This year, bonds and bonds are performing poorly as well, and many have been hammered by another recession. With regard to the cyclical nature of the economy, however, we are still in the recovery phase, so it can take up to 1-2 years until the economic slowdown. However, at the current stage, extreme moves and even smaller or larger losses can be expected, so investors should not look at the moment of individual assets but at the long-term profit of the whole portfolio.
This year, neither the bond market nor stocks are performing well, and even negative returns are happening, so many people are worried about the crisis because of a new crisis – reported by K & H Fund Management.
Due to the cyclical nature of the economy, it often happens that the performance of the two asset classes is different or both are performing poorly, so the picture needs to be taken in the long run and in place of the current economic cycle: correction in conditions of. To achieve this, the performance of the world economy, central bank actions and market processes must be taken into account.
– Mátyás Kovács, senior portfolio manager at K & H Fund Management, said.

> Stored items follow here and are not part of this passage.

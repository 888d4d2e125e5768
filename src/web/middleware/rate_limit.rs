//! Per-IP login rate limiting.

use axum::{
    body::Body,
    extract::ConnectInfo,
    http::Request,
    middleware::Next,
    response::{IntoResponse, Response},
};
use governor::{
    clock::DefaultClock,
    state::{InMemoryState, NotKeyed},
    Quota, RateLimiter,
};
use std::{
    collections::HashMap,
    net::SocketAddr,
    num::NonZeroU32,
    sync::{Arc, RwLock},
};

use crate::web::error::ApiError;

/// Per-IP rate limiter using Governor.
pub type IpRateLimiter = RateLimiter<NotKeyed, InMemoryState, DefaultClock>;

/// State for login rate limiting.
#[derive(Clone)]
pub struct RateLimitState {
    /// Per-IP rate limiters for the login endpoints.
    login_limiters: Arc<RwLock<HashMap<String, Arc<IpRateLimiter>>>>,
    /// Login attempts per minute.
    login_rate_limit: u32,
}

impl RateLimitState {
    /// Create a new rate limit state.
    pub fn new(login_rate_limit: u32) -> Self {
        Self {
            login_limiters: Arc::new(RwLock::new(HashMap::new())),
            login_rate_limit,
        }
    }

    /// Get or create a rate limiter for the given IP.
    fn get_or_create_limiter(&self, ip: &str) -> Arc<IpRateLimiter> {
        {
            let read_guard = self
                .login_limiters
                .read()
                .unwrap_or_else(|e| e.into_inner());
            if let Some(limiter) = read_guard.get(ip) {
                return limiter.clone();
            }
        }

        let mut write_guard = self
            .login_limiters
            .write()
            .unwrap_or_else(|e| e.into_inner());

        // Double-check after acquiring write lock
        if let Some(limiter) = write_guard.get(ip) {
            return limiter.clone();
        }

        let quota =
            Quota::per_minute(NonZeroU32::new(self.login_rate_limit).unwrap_or(NonZeroU32::MIN));
        let limiter = Arc::new(RateLimiter::direct(quota));
        write_guard.insert(ip.to_string(), limiter.clone());
        limiter
    }

    /// Check if a login attempt is allowed for the given IP.
    pub fn check_login(&self, ip: &str) -> bool {
        self.get_or_create_limiter(ip).check().is_ok()
    }

    /// Drop limiters nobody holds a reference to.
    pub fn cleanup(&self) {
        let mut guard = self
            .login_limiters
            .write()
            .unwrap_or_else(|e| e.into_inner());
        guard.retain(|_, v| Arc::strong_count(v) > 1);
    }
}

/// Extract client IP from request.
fn get_client_ip(req: &Request<Body>) -> String {
    // Reverse proxy first
    if let Some(forwarded) = req
        .headers()
        .get("X-Forwarded-For")
        .and_then(|v| v.to_str().ok())
    {
        if let Some(ip) = forwarded.split(',').next() {
            return ip.trim().to_string();
        }
    }

    if let Some(real_ip) = req
        .headers()
        .get("X-Real-IP")
        .and_then(|v| v.to_str().ok())
    {
        return real_ip.to_string();
    }

    if let Some(ConnectInfo(addr)) = req.extensions().get::<ConnectInfo<SocketAddr>>() {
        return addr.ip().to_string();
    }

    "unknown".to_string()
}

/// Rate limiting middleware for the login endpoints.
pub async fn login_rate_limit(
    state: Arc<RateLimitState>,
    req: Request<Body>,
    next: Next,
) -> Response {
    let ip = get_client_ip(&req);

    if !state.check_login(&ip) {
        tracing::warn!(ip = %ip, "Login rate limit exceeded");
        return ApiError::too_many_requests("Too many login attempts. Please try again later.")
            .into_response();
    }

    next.run(req).await
}
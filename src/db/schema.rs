//! Database schema and migrations for ijara.
//!
//! Migrations are applied in order when the database is opened. The
//! schema_version table tracks which ones have run.

/// Database migrations.
pub const MIGRATIONS: &[&str] = &[
    // v1: Reference data
    r#"
CREATE TABLE jins (
    id          INTEGER PRIMARY KEY AUTOINCREMENT,
    name_uz     TEXT NOT NULL,
    name_ru     TEXT NOT NULL
);

CREATE TABLE categories (
    id          INTEGER PRIMARY KEY AUTOINCREMENT,
    name_uz     TEXT NOT NULL,
    name_ru     TEXT NOT NULL
);

CREATE TABLE universities (
    id          INTEGER PRIMARY KEY AUTOINCREMENT,
    name_uz     TEXT NOT NULL,
    name_ru     TEXT NOT NULL,
    acronym_uz  TEXT,
    acronym_ru  TEXT,
    longitude   REAL,
    latitude    REAL
);

CREATE TABLE faculties (
    id              INTEGER PRIMARY KEY AUTOINCREMENT,
    name_uz         TEXT NOT NULL,
    name_ru         TEXT NOT NULL,
    university_id   INTEGER NOT NULL REFERENCES universities(id),
    longitude       REAL,
    latitude        REAL
);

CREATE INDEX idx_faculties_university ON faculties(university_id);

CREATE TABLE regions (
    id          INTEGER PRIMARY KEY AUTOINCREMENT,
    name_uz     TEXT NOT NULL,
    name_ru     TEXT NOT NULL
);

CREATE TABLE districts (
    id          INTEGER PRIMARY KEY AUTOINCREMENT,
    name_uz     TEXT NOT NULL,
    name_ru     TEXT NOT NULL,
    region_id   INTEGER NOT NULL REFERENCES regions(id)
);

CREATE INDEX idx_districts_region ON districts(region_id);

CREATE TABLE staff_roles (
    id          INTEGER PRIMARY KEY AUTOINCREMENT,
    name        TEXT NOT NULL UNIQUE
);

INSERT INTO jins (name_uz, name_ru) VALUES ('Erkak', 'Мужской');
INSERT INTO jins (name_uz, name_ru) VALUES ('Ayol', 'Женский');

INSERT INTO categories (name_uz, name_ru) VALUES ('Kvartira', 'Квартира');
INSERT INTO categories (name_uz, name_ru) VALUES ('Hovli', 'Дом');
INSERT INTO categories (name_uz, name_ru) VALUES ('Xona', 'Комната');
INSERT INTO categories (name_uz, name_ru) VALUES ('Yotoqxona', 'Общежитие');

INSERT INTO staff_roles (name) VALUES ('admin');
INSERT INTO staff_roles (name) VALUES ('moderator');
"#,
    // v2: Identity tables
    r#"
CREATE TABLE students (
    id              INTEGER PRIMARY KEY AUTOINCREMENT,
    firstname       TEXT NOT NULL,
    lastname        TEXT NOT NULL,
    phone           TEXT NOT NULL UNIQUE,
    jins_id         INTEGER NOT NULL REFERENCES jins(id),
    university_id   INTEGER REFERENCES universities(id),
    faculty_id      INTEGER REFERENCES faculties(id),
    grade           INTEGER,
    district_id     INTEGER REFERENCES districts(id),
    password        TEXT NOT NULL,           -- Argon2 hash
    image           TEXT,                    -- image hashcode
    invisible       INTEGER NOT NULL DEFAULT 0,
    register_at     TEXT NOT NULL DEFAULT (datetime('now'))
);

CREATE TABLE renters (
    id              INTEGER PRIMARY KEY AUTOINCREMENT,
    firstname       TEXT NOT NULL,
    lastname        TEXT NOT NULL,
    phone           TEXT NOT NULL UNIQUE,
    password        TEXT NOT NULL,           -- Argon2 hash
    image           TEXT,                    -- image hashcode
    register_at     TEXT NOT NULL DEFAULT (datetime('now'))
);

CREATE TABLE staff (
    id              INTEGER PRIMARY KEY AUTOINCREMENT,
    firstname       TEXT NOT NULL,
    lastname        TEXT NOT NULL,
    phone           TEXT NOT NULL UNIQUE,
    email           TEXT NOT NULL UNIQUE COLLATE NOCASE,
    password        TEXT NOT NULL,           -- Argon2 hash
    role_id         INTEGER NOT NULL REFERENCES staff_roles(id),
    registered_at   TEXT NOT NULL DEFAULT (datetime('now')),
    last_login      TEXT
);
"#,
    // v3: Listings and everything hanging off them
    r#"
CREATE TABLE rents (
    id                  INTEGER PRIMARY KEY AUTOINCREMENT,
    name                TEXT NOT NULL,
    description         TEXT,
    category_id         INTEGER NOT NULL REFERENCES categories(id),
    contract            INTEGER NOT NULL DEFAULT 0,
    broker              INTEGER NOT NULL DEFAULT 0,
    room_count          INTEGER NOT NULL DEFAULT 1,
    total_price         REAL NOT NULL DEFAULT 0,
    student_jins_id     INTEGER NOT NULL REFERENCES jins(id),
    student_count       INTEGER NOT NULL DEFAULT 1,
    renter_id           INTEGER NOT NULL REFERENCES renters(id),
    location            TEXT,
    longitude           REAL,
    latitude            REAL,
    wifi                INTEGER NOT NULL DEFAULT 0,
    conditioner         INTEGER NOT NULL DEFAULT 0,
    washing_machine     INTEGER NOT NULL DEFAULT 0,
    tv                  INTEGER NOT NULL DEFAULT 0,
    refrigerator        INTEGER NOT NULL DEFAULT 0,
    furniture           INTEGER NOT NULL DEFAULT 0,
    other_convenience   TEXT,
    created_at          TEXT NOT NULL DEFAULT (datetime('now')),
    updated_at          TEXT
);

CREATE INDEX idx_rents_renter ON rents(renter_id);
CREATE INDEX idx_rents_jins_created ON rents(student_jins_id, created_at);

CREATE TABLE images (
    id          INTEGER PRIMARY KEY AUTOINCREMENT,
    rent_id     INTEGER REFERENCES rents(id),   -- NULL for profile photos
    url         TEXT NOT NULL,
    hashcode    TEXT NOT NULL UNIQUE,
    created_at  TEXT NOT NULL DEFAULT (datetime('now'))
);

CREATE INDEX idx_images_rent ON images(rent_id);

CREATE TABLE rates (
    id          INTEGER PRIMARY KEY AUTOINCREMENT,
    user_id     INTEGER NOT NULL REFERENCES students(id),
    rent_id     INTEGER NOT NULL REFERENCES rents(id),
    rate        INTEGER NOT NULL CHECK (rate BETWEEN 1 AND 5),
    comment     TEXT,
    created_at  TEXT NOT NULL DEFAULT (datetime('now'))
);

CREATE INDEX idx_rates_rent ON rates(rent_id);

CREATE TABLE wishlists (
    id          INTEGER PRIMARY KEY AUTOINCREMENT,
    user_id     INTEGER NOT NULL REFERENCES students(id),
    rent_id     INTEGER NOT NULL REFERENCES rents(id),
    created_at  TEXT NOT NULL DEFAULT (datetime('now')),
    UNIQUE(user_id, rent_id)
);
"#,
];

Although the world economy is expected to grow by 3.7% next year and the US economy's growth of 2.5%, the euro zone which is currently performing weaker also expects a 1.9% increase, a clear increase. Meanwhile, the growing shortage of labor is also a warning sign for the cycle, but inflation is just beginning, which in turn clearly indicates a mature phase of recovery rather than a recession.
Although the central bank, which has a role for the US central bank, continues to raise interest rates, the European Central Bank will close its bond purchase program by the end of this year. This caution suggests that economic growth is already stable in the feet without the stimulating measures of central banks.
Similarly, stock market downturns have been occurring in recent years, so in fact this is a correction, while in the long run there is still a growing trend. European bond yields are still in the bond market, but US yields are already rising, which is a peculiarity of the recovery phase.
Overall, we see that the economy has always been cyclical and continues to be what we are now in the recovery phase. However, this can last from 1 to 2 years, so instead of panicking, two things need to be matched: on the one hand, strong fluctuations in the exchange rate remain with us and, on the other hand, one or more investments in that environment volatile market may show less or at least a profit less than one or two. years ago. What is the most striking solution in this case, if we are not looking at a single investment asset, but wanting to make a profit across the portfolio of our long-term investment portfolio?
– the investment specialist recommends.